# Grocery store chicken vs home raised



## Shygal (May 26, 2003)

I know the differences in the taste and texture, and moral reasons for raising your own, but there is one thing I dont understand.

When Perdue raises the roasters, I read on here that they are the cornish x chickens. When people raise them at home, a lot raise the cornish x chickens.

What is it about 8 weeks at home, that makes them taste so much different and have different texture, than 8 weeks raised in a commercial chicken farm?
Is it the feed? Do they do something in processing the birds? (other than putting them in chlorine :shocked: )

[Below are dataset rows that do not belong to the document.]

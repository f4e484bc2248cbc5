use std::fmt;

pub type GenResult<T> = Result<T, Error>;

#[derive(Debug)]
pub enum Error {
    /// Argument type outside the supported set (e.g. a vector of graph values)
    UnsupportedArgument { op: String, arg: String },
    /// Operator has no graph-value argument to anchor device and bridge on
    MissingValueArgument { op: String },
    /// In-place operator declares more than one return
    InplaceArity { op: String, returns: usize },
    /// Operator declares no return, so there is no output to bridge
    MissingReturn { op: String },
    /// Two operators in one batch map to the same node class
    DuplicateNodeClass { node: String, first: String, second: String },
    /// Operator name could not be parsed
    InvalidOperatorName(String),
    /// Config or schema JSON failed to deserialize
    Config(serde_json::Error),
}

impl fmt::Display for Error {
    fn fmt(&self, f: &mut fmt::Formatter<'_>) -> fmt::Result {
        match self {
            Error::UnsupportedArgument { op, arg } => {
                write!(f, "{op}: unsupported argument type for '{arg}'")
            }
            Error::MissingValueArgument { op } => {
                write!(f, "{op}: only tensor ops are supported, no value argument found")
            }
            Error::InplaceArity { op, returns } => write!(
                f,
                "{op}: in-place op must have exactly 1 return, found {returns}"
            ),
            Error::MissingReturn { op } => {
                write!(f, "{op}: operator declares no return, nothing to bridge")
            }
            Error::DuplicateNodeClass {
                node,
                first,
                second,
            } => write!(
                f,
                "{second}: node class {node} already generated for {first}; \
                 pass in-place variants in a group with their functional op"
            ),
            Error::InvalidOperatorName(name) => write!(f, "invalid operator name '{name}'"),
            Error::Config(e) => write!(f, "config error: {e}"),
        }
    }
}

impl std::error::Error for Error {
    fn source(&self) -> Option<&(dyn std::error::Error + 'static)> {
        match self {
            Error::Config(e) => Some(e),
            _ => None,
        }
    }
}

impl From<serde_json::Error> for Error {
    fn from(e: serde_json::Error) -> Self {
        Error::Config(e)
    }
}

Why is there such a difference, after 8 weeks of life either home or in the commercial barns? Not everyone lets their home raised chickens free range, they might be in a run, but can that make so much difference?


----------



## wally (Oct 9, 2007)

I am just guessing but I would think it could be two factors. Perhaps the commercial growers are raising a different cross breed than what we purchase. The other factor may be the feed. I have a friend who grows broilers for one of the national companies. The company delivers 50,000 chicks at a time and also provides all the feed to raise to maturity. All my friend provides is care and water. When the broilers are mature the company sends in people to crate the animals for shipping. Perhaps LazyJ could share his thoughts on this.


----------



## DayBird (Jul 26, 2004)

I think everything contributes some to the differences. 

Broiler house chicks are overcrowded while homegrown chicks, even if caged, hopefully will be given room to move around more than they could if raised in teh broiler house.

Broiler house chicks have little to no access to sunshine or really fresh air. Hopefully, again, the homegrown chicks get to experience some of that even if while "tractored."

And the food will, of course, make a huge difference. Our homegrown meat birds may not get moved every single day, although we do try, but the broiler house chicks only get the same thing day after day after day. We toss table scraps to our meat birds as they're available and make sure to give them some sweet potatoes or pumpkins (again, as available) at least once each week as I really prefer the yellow skin, especially for a roaster.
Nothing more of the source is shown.